A primary reason for the reduction in principal payments on notes payable and
capital lease obligations is that during the year ended October 31, 2000, the
Company successfully renegotiated a portion of its outstanding notes and capital
leases reducing monthly payments, obtaining additional financing and extending
payment terms.

At October 31, 2000 and 1999, the Company had working capital deficits of
$44,587,808 and $38,007,447, respectively. The 2000 increase in working capital
deficit of $6,580,361 was primarily due to the increase in lines of credit
borrowings of $4,865,665. Included in the year 2000 and 1999 current liabilities
of the Company are approximately $26.5 million and $21.6 million of revolving
lines of credit liabilities, respectively.

The Company's future payments for debt and equipment under capital leases for
the next five years, including operating lines of credit, will be approximately
$58,090,000, $21,620,000, $20,630,000, $17,230,000 and $10,010,000. Interest
expense, excluding interest expense on operating lines of credit, for the
Company for the next five years, included in the above payments, will be
approximately $7,350,000, $5,840,000, $4,200,000, $2,590,000 and $1,415,000,
respectively. Interest on subordinated debentures is excluded. In addition, the
Company has noncancellable operating leases for use of its facilities and
certain medical and office equipment which will average approximately $4,465,000
in annual payments over the next five years.

The Company estimates interest payments on its bond debentures to be
approximately $1,753,000 for fiscal 2001. The quarterly payments are paid on
January 1, April 1, July 1 and October 1 of each year.

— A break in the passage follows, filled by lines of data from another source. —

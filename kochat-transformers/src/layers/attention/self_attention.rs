use candle_core::{DType, Module, ModuleT, Tensor};
use candle_nn::{linear, Linear, VarBuilder};
use snafu::{ensure, ResultExt, Snafu};

use crate::error::BoxedError;
use crate::kv_cache::{LayerKeyValueCache, LayerKeyValueCacheError};
use crate::layers::attention::{
    Attention, AttentionMask, AttentionScorer, BuildAttention, BuildAttentionScorer, SDPAConfig,
};
use crate::layers::build_module::BuildModule;
use crate::layers::identity::Identity;
use crate::util::tensor_ext::MinLike;

/// Attention heads configuration to use in self-attention.
#[derive(Debug, Clone)]
pub struct AttentionHeads {
    pub n_heads: usize,
    pub qkv_mode: QkvMode,
}

/// How the query, key and value projections are handled in
/// the self-attention layer.
#[derive(Debug, Clone, Copy, Eq, PartialEq)]
#[non_exhaustive]
pub enum QkvMode {
    /// Separate query, key and value projections.
    Separate,

    /// A single projection of width `3 * hidden_width`. The projection
    /// output is split into query, key and value (in that order) before
    /// splitting the heads.
    MergedSplitAfter,
}

/// Representation of the query, key and value projections.
enum QkvTensors {
    Merged(Linear),
    Separate {
        query: Linear,
        key: Linear,
        value: Linear,
    },
}

/// Self-attention configuration.
#[derive(Debug)]
pub struct SelfAttentionConfig {
    attention_heads: AttentionHeads,
    attention_scorer: Box<dyn BuildAttentionScorer>,
    dropout: Box<dyn BuildModule>,
    hidden_width: usize,
    layer_norm: Box<dyn BuildModule>,
}

impl SelfAttentionConfig {
    /// Attention head configuration.
    ///
    /// Default: 12 heads with separate query, key and value projections.
    pub fn attention_heads(mut self, attention_heads: AttentionHeads) -> Self {
        self.attention_heads = attention_heads;
        self
    }

    /// Attention scorer.
    ///
    /// Default: `SDPAConfig::default()`
    pub fn attention_scorer(mut self, attention_scorer: Box<dyn BuildAttentionScorer>) -> Self {
        self.attention_scorer = attention_scorer;
        self
    }

    /// Dropout to apply after the output projection.
    ///
    /// Default: `Identity`
    pub fn dropout(mut self, dropout: Box<dyn BuildModule>) -> Self {
        self.dropout = dropout;
        self
    }

    /// Hidden width.
    ///
    /// Default: `768`
    pub fn hidden_width(mut self, hidden_width: usize) -> Self {
        self.hidden_width = hidden_width;
        self
    }

    /// Layer norm applied to the input of the attention layer.
    ///
    /// Pre-norm layers set this normalization, post-norm layers use
    /// the residual normalization of the transformer layer instead.
    ///
    /// Default: `Identity`
    pub fn layer_norm(mut self, layer_norm: Box<dyn BuildModule>) -> Self {
        self.layer_norm = layer_norm;
        self
    }
}

impl Default for SelfAttentionConfig {
    fn default() -> Self {
        Self {
            attention_heads: AttentionHeads {
                n_heads: 12,
                qkv_mode: QkvMode::Separate,
            },
            attention_scorer: Box::<SDPAConfig>::default(),
            dropout: Box::new(Identity),
            hidden_width: 768,
            layer_norm: Box::new(Identity),
        }
    }
}

impl BuildAttention for SelfAttentionConfig {
    fn build(&self, vb: VarBuilder) -> Result<Box<dyn Attention>, BoxedError> {
        let hidden_width = self.hidden_width;
        let n_heads = self.attention_heads.n_heads;
        ensure!(
            n_heads > 0 && hidden_width % n_heads == 0,
            InvalidHeadsSnafu {
                hidden_width,
                n_heads
            }
        );

        let qkv = match self.attention_heads.qkv_mode {
            QkvMode::MergedSplitAfter => QkvTensors::Merged(
                linear(hidden_width, 3 * hidden_width, vb.push_prefix("qkv"))
                    .context(BuildQkvSnafu)?,
            ),
            QkvMode::Separate => QkvTensors::Separate {
                query: linear(hidden_width, hidden_width, vb.push_prefix("query"))
                    .context(BuildQkvSnafu)?,
                key: linear(hidden_width, hidden_width, vb.push_prefix("key"))
                    .context(BuildQkvSnafu)?,
                value: linear(hidden_width, hidden_width, vb.push_prefix("value"))
                    .context(BuildQkvSnafu)?,
            },
        };

        Ok(Box::new(SelfAttention {
            attention_scorer: self
                .attention_scorer
                .build(vb.clone())
                .context(BuildAttentionScorerSnafu)?,
            dropout: self
                .dropout
                .build(vb.push_prefix("dropout"))
                .context(BuildDropoutSnafu)?,
            hidden_width,
            layer_norm: self
                .layer_norm
                .build(vb.push_prefix("layer_norm"))
                .context(BuildLayerNormSnafu)?,
            n_heads,
            output: linear(hidden_width, hidden_width, vb.push_prefix("output"))
                .context(BuildOutputSnafu)?,
            qkv,
        }))
    }
}

/// Errors for self-attention.
#[derive(Debug, Snafu)]
pub enum SelfAttentionError {
    #[snafu(display("Cannot apply attention scorer"))]
    AttentionScorer { source: BoxedError },

    #[snafu(display("Cannot build attention scorer"))]
    BuildAttentionScorer { source: BoxedError },

    #[snafu(display("Cannot build dropout"))]
    BuildDropout { source: BoxedError },

    #[snafu(display("Cannot build layer norm"))]
    BuildLayerNorm { source: BoxedError },

    #[snafu(display("Cannot build output layer"))]
    BuildOutput { source: candle_core::Error },

    #[snafu(display("Cannot build query, key, value projections"))]
    BuildQkv { source: candle_core::Error },

    #[snafu(display("Cannot update key-value cache"))]
    Cache { source: LayerKeyValueCacheError },

    #[snafu(display("Cannot combine heads"))]
    CombineHeads { source: candle_core::Error },

    #[snafu(display("Cannot apply dropout"))]
    Dropout { source: candle_core::Error },

    #[snafu(display("Hidden width {hidden_width} is not divisible by number of heads {n_heads}"))]
    InvalidHeads { hidden_width: usize, n_heads: usize },

    #[snafu(display("Cannot apply layer norm"))]
    LayerNorm { source: candle_core::Error },

    #[snafu(display("Cannot apply output layer"))]
    Output { source: candle_core::Error },

    #[snafu(display("Cannot calculate key, query, or value"))]
    Qkv { source: candle_core::Error },

    #[snafu(display("Cannot split heads"))]
    SplitHeads { source: candle_core::Error },
}

/// Transformer self-attention layer.
///
/// See [Vaswani et al., 2017](https://arxiv.org/abs/1706.03762).
pub struct SelfAttention {
    attention_scorer: Box<dyn AttentionScorer>,
    dropout: Box<dyn ModuleT>,
    hidden_width: usize,
    layer_norm: Box<dyn ModuleT>,
    n_heads: usize,
    output: Linear,
    qkv: QkvTensors,
}

impl SelfAttention {
    /// Project the input to query, key and value heads.
    fn query_key_value(&self, input: &Tensor) -> Result<(Tensor, Tensor, Tensor), BoxedError> {
        let (query, key, value) = match &self.qkv {
            QkvTensors::Merged(qkv) => {
                let proj = qkv.forward(input).context(QkvSnafu)?;
                let width = self.hidden_width;
                (
                    proj.narrow(2, 0, width).context(QkvSnafu)?,
                    proj.narrow(2, width, width).context(QkvSnafu)?,
                    proj.narrow(2, 2 * width, width).context(QkvSnafu)?,
                )
            }
            QkvTensors::Separate { query, key, value } => (
                query.forward(input).context(QkvSnafu)?,
                key.forward(input).context(QkvSnafu)?,
                value.forward(input).context(QkvSnafu)?,
            ),
        };

        Ok((
            query.split_heads(self.n_heads)?,
            key.split_heads(self.n_heads)?,
            value.split_heads(self.n_heads)?,
        ))
    }
}

impl Attention for SelfAttention {
    fn forward_t(
        &self,
        input: &Tensor,
        attention_mask: &AttentionMask,
        cache: &mut LayerKeyValueCache,
        _positions: Option<&Tensor>,
        train: bool,
        use_causal_mask: bool,
    ) -> Result<Tensor, BoxedError> {
        let input = self
            .layer_norm
            .forward_t(input, train)
            .context(LayerNormSnafu)?;

        let (query, key, value) = self.query_key_value(&input)?;

        cache.update(&key, &value).context(CacheSnafu)?;
        let (key, value) = match (cache.key(), cache.value()) {
            (Some(key), Some(value)) => (key.clone(), value.clone()),
            _ => (key, value),
        };

        let attn = self
            .attention_scorer
            .forward(&query, &key, &value, attention_mask, train, use_causal_mask)
            .context(AttentionScorerSnafu)?
            .combine_heads()?;

        let output = self.output.forward(&attn).context(OutputSnafu)?;
        Ok(self
            .dropout
            .forward_t(&output, train)
            .context(DropoutSnafu)?)
    }
}

trait CombineHeads {
    fn combine_heads(&self) -> Result<Tensor, SelfAttentionError>;
}

impl CombineHeads for Tensor {
    fn combine_heads(&self) -> Result<Tensor, SelfAttentionError> {
        let (batch_size, n_heads, seq_len, head_width) =
            self.dims4().context(CombineHeadsSnafu)?;
        self.transpose(1, 2)
            .and_then(|heads| heads.reshape((batch_size, seq_len, n_heads * head_width)))
            .context(CombineHeadsSnafu)
    }
}

trait SplitHeads {
    fn split_heads(&self, n_heads: usize) -> Result<Tensor, SelfAttentionError>;
}

impl SplitHeads for Tensor {
    fn split_heads(&self, n_heads: usize) -> Result<Tensor, SelfAttentionError> {
        let (batch_size, seq_len, model_width) = self.dims3().context(SplitHeadsSnafu)?;
        let head_width = model_width / n_heads;
        self.reshape((batch_size, seq_len, n_heads, head_width))
            .and_then(|heads| heads.transpose(1, 2))
            .and_then(|heads| heads.contiguous())
            .context(SplitHeadsSnafu)
    }
}

#[derive(Debug, Snafu)]
pub enum SelfAttentionMaskError {
    #[snafu(display("Cannot apply logits mask"))]
    ApplyLogitsMask { source: candle_core::Error },

    #[snafu(display("Cannot intersect masks"))]
    IntersectMasks { source: candle_core::Error },

    #[snafu(display("Cannot reshape input mask"))]
    ReshapeMask { source: candle_core::Error },
}

/// Self-attention mask.
///
/// A 4D attention mask with shape *(batch_size, heads, query_len, key_len)*.
/// Elements for which the corresponding mask element is set to `false` are
/// ignored during attention calculation. Dimensions of size 1 are
/// broadcast.
#[derive(Clone, Debug)]
pub struct SelfAttentionMask {
    bool_mask: Tensor,
}

impl TryFrom<&AttentionMask> for SelfAttentionMask {
    type Error = SelfAttentionMaskError;

    fn try_from(attention_mask: &AttentionMask) -> Result<Self, Self::Error> {
        let (batch_len, key_len) = attention_mask
            .bool_mask
            .shape()
            .dims2()
            .context(ReshapeMaskSnafu)?;
        Ok(SelfAttentionMask {
            bool_mask: attention_mask
                .bool_mask
                .reshape((batch_len, 1, 1, key_len))
                .context(ReshapeMaskSnafu)?,
        })
    }
}

impl SelfAttentionMask {
    /// Use the attention mask to mask logits.
    ///
    /// Masked logits are set to the minimum value of the logits data type.
    ///
    /// * input - Tensor to which the mask is applied.
    ///   *Shape:* `(batch_size, heads, query_len, key_len)`
    ///
    /// Returns: Logits with the attention mask applied.
    /// *Shape:* `(batch_size, heads, query_len, key_len)`
    pub fn apply_logit_mask(&self, input: &Tensor) -> Result<Tensor, SelfAttentionMaskError> {
        let blocked_value = input.min_like().context(ApplyLogitsMaskSnafu)?;
        self.bool_mask
            .broadcast_as(input.shape())
            .and_then(|xs| xs.where_cond(input, &blocked_value))
            .context(ApplyLogitsMaskSnafu)
    }

    /// Merge this attention mask with another attention mask.
    pub fn intersect(
        &self,
        other: &SelfAttentionMask,
    ) -> Result<SelfAttentionMask, SelfAttentionMaskError> {
        Ok(SelfAttentionMask {
            bool_mask: self
                .bool_mask
                .broadcast_mul(&other.bool_mask)
                .context(IntersectMasksSnafu)?,
        })
    }
}

#[derive(Debug, Snafu)]
pub enum CausalMaskError {
    #[snafu(display("Cannot create causal mask"))]
    CreateMask { source: candle_core::Error },

    #[snafu(display("Key has invalid number of dimensions"))]
    KeyDim { source: candle_core::Error },

    #[snafu(display("Query has invalid number of dimensions"))]
    QueryDim { source: candle_core::Error },

    #[snafu(display("Query length {query_len} must not be larger than key length {key_len}"))]
    QueryLen { key_len: usize, query_len: usize },

    #[snafu(display("Cannot slice causal mask to key/query size"))]
    SliceMask { source: candle_core::Error },
}

/// Trait for creating causal masks.
pub trait CausalMask: Sized {
    type Error;

    /// Create a causal mask for the given query and key.
    ///
    /// A causal mask ensures that tokens cannot attend to succeeding tokens.
    /// When the key is longer than the query (e.g. when keys are cached),
    /// the query is aligned with the last key positions.
    ///
    /// * `query` - Query tensor.
    ///   *Shape:* `(batch_size, heads, query_len, width)`
    /// * `key` - Key tensor.
    ///   *Shape:* `(batch_size, heads, key_len, width)`
    fn causal_mask(query: &Tensor, key: &Tensor) -> Result<Self, Self::Error>;
}

impl CausalMask for SelfAttentionMask {
    type Error = CausalMaskError;

    fn causal_mask(query: &Tensor, key: &Tensor) -> Result<Self, Self::Error> {
        let (_, _, query_len, _) = query.shape().dims4().context(QueryDimSnafu)?;
        let (_, _, key_len, _) = key.shape().dims4().context(KeyDimSnafu)?;

        ensure!(query_len <= key_len, QueryLenSnafu { key_len, query_len });

        let causal_mask = Tensor::tril2(key_len, DType::U8, key.device())
            .and_then(|mask| mask.reshape((1, 1, key_len, key_len)))
            .context(CreateMaskSnafu)?;
        Ok(Self {
            bool_mask: causal_mask
                .narrow(2, key_len - query_len, query_len)
                .context(SliceMaskSnafu)?,
        })
    }
}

The Company's working capital needs are currently provided under two lines of
credit. Under one agreement with Coast Business Credit, due December 31, 2003,
the Company may borrow the lesser of 75% to 80% of eligible accounts receivable,
$22,000,000 or the prior 120-days cash collections. In any scenario, the Company
may borrow up to the aggregate collection of receivables in the prior 120-days

17


as long as the collections in any one month do not decrease by more than 25%
from the prior month. Borrowings under this line are repayable together with
interest at an annual rate equal to the greater of (a) the bank's prime rate
plus 2.5%, or (b) 8.0%. The lender holds a first lien on substantially all of
Radnet's [Beverly Radiology's] assets, the President and C.E.O. of PHS has
personally guaranteed $10,000,000 of the loans, and the credit line is
collateralized by a $5,000,000 life insurance policy on the President and C.E.O.
of PHS. At October 31, 2000, approximately $18.2 million was outstanding under
this line.

Under a second line of credit with DVI Business Credit, the Company may borrow
the lesser of 110% of the eligible accounts receivable or $5,000,000. The line,
originally due October 31, 2000, is currently on a month-to-month basis pending
renegotiation. The credit line is collateralized by approximately 80% of the
Tower division's accounts receivable. Borrowings under this line are repayable
together with interest at an annual rate equal to the bank's prime rate plus
1.0%. At October 31, 2000, approximately $4.7 million was outstanding under this
line.

As of October 31, 2000, the bank's prime rate was 9.5%. Under the various
formulas, total funds available for borrowing under the two lines of credit was
approximately $4.1 million at October 31, 2000.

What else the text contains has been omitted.